There were 12 airfields in the New Forest during World War II
Documents released by the US Army have shown that Barrack Obama's grandfather was based at a New Forest airfield, 66 years ago.
The revelation has brought renewed interest in the role the New Forest airfields played during World War II.
There were 12 airfields in the New Forest at the height of the war. The location near the south coast and the flat terrain made the forest the ideal location for fighters and bombers.
While holidaymakers today will see little physical evidence of the airfields, they are part of the heritage of the forest.
New Forest war
The New Forest National Park Authority picked up on the recent revelation that the grandfather of US President Barrack Obama, US Army Sergeant Stanley Armour Dunham, arrived at RAF Stoney Cross in the New Forest in 1944.

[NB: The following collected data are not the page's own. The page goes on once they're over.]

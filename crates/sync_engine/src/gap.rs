//! Gap-aware segmentation.

use contracts::{Segment, SegmentIndexList, Signal};
use tracing::instrument;

/// Splits a sample array into valid runs and single missing samples.
#[derive(Debug, Clone, Copy, Default)]
pub struct GapSegmenter;

impl GapSegmenter {
    /// Segment a signal. See [`GapSegmenter::segment_samples`].
    #[instrument(
        name = "gap_segment",
        level = "trace",
        skip(signal),
        fields(source = %signal.source(), len = signal.len())
    )]
    pub fn segment(signal: &Signal) -> SegmentIndexList {
        Self::segment_samples(signal.samples())
    }

    /// Maximal runs of non-NaN samples interleaved with one length-1 segment
    /// per NaN sample. The result tiles `[0, len)` exactly.
    pub fn segment_samples(samples: &[f64]) -> SegmentIndexList {
        let mut segments = Vec::new();
        let mut run_start = 0;

        for (i, v) in samples.iter().enumerate() {
            if v.is_nan() {
                if run_start < i {
                    segments.push(Segment::valid(run_start, i));
                }
                segments.push(Segment::missing(i));
                run_start = i + 1;
            }
        }
        if run_start < samples.len() {
            segments.push(Segment::valid(run_start, samples.len()));
        }

        SegmentIndexList::from_segments(segments)
    }
}
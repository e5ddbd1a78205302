//! Sync configuration contracts that can be shared across crates.
//!
//! Defaults are the constants the instrumented bicycle rig was tuned with;
//! every one of them can be overridden from a config file.

use serde::{Deserialize, Serialize};

/// Time-shift estimation configuration
#[derive(Debug, Clone, Default, PartialEq, Serialize, Deserialize)]
pub struct SyncConfig {
    /// Low-pass filter applied before bump detection
    #[serde(default)]
    pub filter: FilterConfig,

    /// Physical constants of the bump window
    #[serde(default)]
    pub bump: BumpConfig,

    /// Grid search and cross-check tolerances
    #[serde(default)]
    pub search: SearchConfig,

    /// Local refinement
    #[serde(default)]
    pub minimizer: MinimizerConfig,

    /// Which run channels feed the estimator
    #[serde(default)]
    pub channels: ChannelConfig,
}

/// Low-pass filter configuration
#[derive(Debug, Clone, PartialEq, Serialize, Deserialize)]
#[serde(default)]
pub struct FilterConfig {
    /// Cutoff frequency (Hz)
    pub cutoff_hz: f64,
    /// Butterworth order
    pub order: usize,
}

impl Default for FilterConfig {
    fn default() -> Self {
        Self {
            cutoff_hz: 50.0,
            order: 2,
        }
    }
}

/// Bump window configuration
#[derive(Debug, Clone, PartialEq, Serialize, Deserialize)]
#[serde(default)]
pub struct BumpConfig {
    /// Bicycle wheelbase (m)
    pub wheelbase_m: f64,
    /// Length of the calibration bump (m)
    pub bump_length_m: f64,
}

impl Default for BumpConfig {
    fn default() -> Self {
        Self {
            wheelbase_m: 1.02,
            bump_length_m: 1.0,
        }
    }
}

/// Tau search configuration
#[derive(Debug, Clone, PartialEq, Serialize, Deserialize)]
#[serde(default)]
pub struct SearchConfig {
    /// Lower grid bound (s); stream B leads stream A
    pub tau_min_s: f64,
    /// Upper grid bound (s)
    pub tau_max_s: f64,
    /// Number of evenly spaced grid points, bounds included
    pub grid_points: usize,
    /// Exclusive lower bound for a plausible bump guess (s)
    pub guess_min_s: f64,
    /// Exclusive upper bound for a plausible bump guess (s)
    pub guess_max_s: f64,
    /// Guess vs grid optimum disagreement that triggers the override (s)
    pub guess_tolerance_s: f64,
    /// Refined vs seed disagreement that discards the refinement (s)
    pub refine_tolerance_s: f64,
    /// Minimum length of the valid segment around the bump
    pub min_segment_len: usize,
    /// Fewest overlapping samples a candidate tau is scored on; shorter
    /// overlaps score as infinite error
    pub min_overlap_len: usize,
}

impl Default for SearchConfig {
    fn default() -> Self {
        Self {
            tau_min_s: 0.0,
            tau_max_s: 0.5,
            grid_points: 500,
            guess_min_s: 0.0,
            guess_max_s: 1.0,
            guess_tolerance_s: 0.1,
            refine_tolerance_s: 0.01,
            min_segment_len: 200,
            min_overlap_len: 100,
        }
    }
}

impl SearchConfig {
    /// Evenly spaced grid over `[tau_min_s, tau_max_s]`
    pub fn grid(&self) -> Vec<f64> {
        match self.grid_points {
            0 => Vec::new(),
            1 => vec![self.tau_min_s],
            n => {
                let step = (self.tau_max_s - self.tau_min_s) / (n - 1) as f64;
                (0..n)
                    .map(|i| {
                        if i == n - 1 {
                            self.tau_max_s
                        } else {
                            self.tau_min_s + step * i as f64
                        }
                    })
                    .collect()
            }
        }
    }
}

/// Derivative-free minimizer configuration
#[derive(Debug, Clone, PartialEq, Serialize, Deserialize)]
#[serde(default)]
pub struct MinimizerConfig {
    /// Iteration cap
    pub max_iter: usize,
    /// Absolute tolerance on the simplex spread
    pub x_tol: f64,
    /// Absolute tolerance on the objective spread
    pub f_tol: f64,
}

impl Default for MinimizerConfig {
    fn default() -> Self {
        Self {
            max_iter: 200,
            x_tol: 1e-4,
            f_tol: 1e-4,
        }
    }
}

/// Run channel selection
#[derive(Debug, Clone, PartialEq, Serialize, Deserialize)]
#[serde(default)]
pub struct ChannelConfig {
    /// Stream A acceleration channel
    pub reference: String,
    /// Stream B acceleration channel
    pub shifted: String,
    /// The two instruments measure with opposite polarity
    pub invert_reference: bool,
}

impl Default for ChannelConfig {
    fn default() -> Self {
        Self {
            reference: "AccelerometerAccelerationY".to_string(),
            shifted: "AccelerationZ".to_string(),
            invert_reference: true,
        }
    }
}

US Army Sergeant Stanley Dunham was Barrack Obama's grandfather
He was part of the 1830th Ordnance Supply and Maintenance Co. (aviation) which supported the US 9th Air Force for D-Day in June of that year.
John Levesley, secretary of the Friends of New Forest Airfields group, said: "Sergeant Dunham's job was to basically look after the Bomb Dump, get the bombs brought in, look after the ammunition, store the ammunition, maintain it and deliver it out to the aircraft so that the ground crew could actually load them up and arm them for their missions."

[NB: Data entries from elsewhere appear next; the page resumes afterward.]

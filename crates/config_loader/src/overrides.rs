//! 配置覆盖项
//!
//! 覆盖项在配置文件之后应用，来源有两个：
//! - 环境变量 `BIKE_SYNC__<SECTION>__<FIELD>`，例如 `BIKE_SYNC__SEARCH__TAU_MAX_S=0.4`
//! - 命令行赋值 `section.field=value`，例如 `--set filter.cutoff_hz=40`
//!
//! 同一字段出现多次时，后应用的覆盖先应用的。

use contracts::ContractError;
use serde_json::{Number, Value};

use crate::parser::ConfigTree;

/// 环境变量前缀
pub const ENV_PREFIX: &str = "BIKE_SYNC__";

#[derive(Debug, Clone, PartialEq)]
struct Override {
    section: String,
    field: String,
    value: Value,
    /// 环境变量名或命令行赋值原文
    origin: String,
}

/// 有序的覆盖项集合
#[derive(Debug, Clone, Default, PartialEq)]
pub struct ConfigOverrides {
    entries: Vec<Override>,
}

impl ConfigOverrides {
    pub fn new() -> Self {
        Self::default()
    }

    /// 读取进程环境中的 `BIKE_SYNC__*` 变量
    pub fn from_env() -> Result<Self, ContractError> {
        Self::from_vars(
            std::env::vars_os()
                .filter_map(|(k, v)| Some((k.into_string().ok()?, v.into_string().ok()?))),
        )
    }

    /// 从键值对中挑出带前缀的变量，键按名称排序后应用
    pub fn from_vars<I>(vars: I) -> Result<Self, ContractError>
    where
        I: IntoIterator<Item = (String, String)>,
    {
        let mut vars: Vec<(String, String)> = vars
            .into_iter()
            .filter(|(key, _)| key.starts_with(ENV_PREFIX))
            .collect();
        vars.sort();

        let mut overrides = Self::new();
        for (key, raw) in vars {
            let path = &key[ENV_PREFIX.len()..];
            let (section, field) = path.split_once("__").ok_or_else(|| {
                ContractError::config_validation(
                    key.as_str(),
                    format!("expected {ENV_PREFIX}<SECTION>__<FIELD>"),
                )
            })?;
            overrides.push(
                section.to_ascii_lowercase(),
                field.to_ascii_lowercase(),
                &raw,
                key.clone(),
            );
        }
        Ok(overrides)
    }

    /// 追加一条 `section.field=value` 赋值
    pub fn set(&mut self, assignment: &str) -> Result<(), ContractError> {
        let malformed = || {
            ContractError::config_validation(
                assignment,
                "expected SECTION.FIELD=VALUE",
            )
        };
        let (path, raw) = assignment.split_once('=').ok_or_else(malformed)?;
        let (section, field) = path.trim().split_once('.').ok_or_else(malformed)?;
        if section.is_empty() || field.is_empty() {
            return Err(malformed());
        }
        self.push(section.to_string(), field.to_string(), raw, assignment.to_string());
        Ok(())
    }

    /// 合并另一组覆盖项，`other` 在后
    pub fn extend(&mut self, other: ConfigOverrides) {
        self.entries.extend(other.entries);
    }

    pub fn len(&self) -> usize {
        self.entries.len()
    }

    pub fn is_empty(&self) -> bool {
        self.entries.is_empty()
    }

    /// 写入配置树；目标节与字段必须已存在
    pub fn apply(&self, tree: &mut ConfigTree) -> Result<(), ContractError> {
        for entry in &self.entries {
            let fields = tree
                .get_mut(&entry.section)
                .and_then(Value::as_object_mut)
                .ok_or_else(|| {
                    ContractError::config_validation(
                        entry.section.as_str(),
                        format!("unknown config section in override '{}'", entry.origin),
                    )
                })?;
            let slot = fields.get_mut(&entry.field).ok_or_else(|| {
                ContractError::config_validation(
                    format!("{}.{}", entry.section, entry.field),
                    format!("unknown config field in override '{}'", entry.origin),
                )
            })?;
            *slot = entry.value.clone();
        }
        Ok(())
    }

    fn push(&mut self, section: String, field: String, raw: &str, origin: String) {
        self.entries.push(Override {
            section,
            field,
            value: scalar(raw),
            origin,
        });
    }
}

/// 覆盖值的类型推断：布尔、整数、浮点，其余按字符串处理
fn scalar(raw: &str) -> Value {
    let raw = raw.trim();
    if let Ok(flag) = raw.parse::<bool>() {
        return Value::Bool(flag);
    }
    if let Ok(n) = raw.parse::<u64>() {
        return Value::from(n);
    }
    if let Ok(n) = raw.parse::<i64>() {
        return Value::from(n);
    }
    if let Some(n) = raw.parse::<f64>().ok().and_then(Number::from_f64) {
        return Value::Number(n);
    }
    Value::String(raw.to_string())
}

Now the New Forest National Park Association has written to the White House inviting the president to visit the area.
As of yet the White House has not responded to the invitation, but it is hoped pulling on some heartstrings could bring a presidential visit in the future.

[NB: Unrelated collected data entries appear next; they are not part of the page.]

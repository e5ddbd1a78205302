//! # Contracts
//!
//! Frozen interface contracts shared by every crate of the bicycle sync
//! workspace. Business crates depend on this crate only; reverse dependencies
//! are prohibited.
//!
//! ## Time Model
//! - A signal never stores its time axis: `t[i] = i / sample_rate` (seconds, f64)
//! - `tau` is the offset (seconds) that maps stream B onto stream A's time base
//! - Missing samples are encoded as `f64::NAN`

mod error;
mod primitives;
mod signal;
mod source_tag;
mod sync;
mod sync_config;

pub use error::*;
pub use primitives::*;
pub use signal::*;
pub use source_tag::SourceTag;
pub use sync::*;
pub use sync_config::*;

John Levesley added: "If the president decided to come he would certainly not be the first grandson of an American veteran to come and visit the New Forest."
The main runway at RAF Stoney Cross was 1.8km (1.1 miles) long. Part of the old runway now forms part of a local road.
There is very little to mark that RAF Stoney Cross was ever there
It was just one of 12 runways dotted around the New Forest, nine of which were built specifically for World War II.
Many of the wartime airstrips were temporary and very little of them and their buildings remain. Only Hurn airport survives as a working airport today - more commonly known as Bournemouth International Airport.
The first airfield in the forest dates back to the early years of flying 1910 in East Boldre. It was used as a training centre by the Royal Flying Corp during World War I.
One of the largest airfields in the New Forest during World War II was on nearby Beaulieu Heath which had three runways. It is still possible to see the outline of the site on maps and aerial photographs.
Although the base was closed in the 1950s, large sections of the concrete runway and perimeter road remain. It is now a popular location for flying model aircraft.
Jim Mitchell, interpretation officer for the New Forest National Park Authority, said that often there are only a few clues as to the forest's aviation history.
At the site of RAF Stoney Cross he said: "One of the big things about this area is that it's been completely returned to New Forest habitat.
"So now you see the New Forest ponies grazing here, we've got the fantastic gorse in flower, and it is very much just part of the New Forest.
"There were lots of buildings - large hangers, there was accommodation, there was even a glider factory here, and all of this is completely gone... so it's really nice for people who visit the area to realise how different it was."
"We think it's quite a good story that people aren't aware of, and also it helps us tell the story of the New Forest airfields and what an important role they played."
The authority has also recently released an audio tour that can be downloaded and played while walking around the site.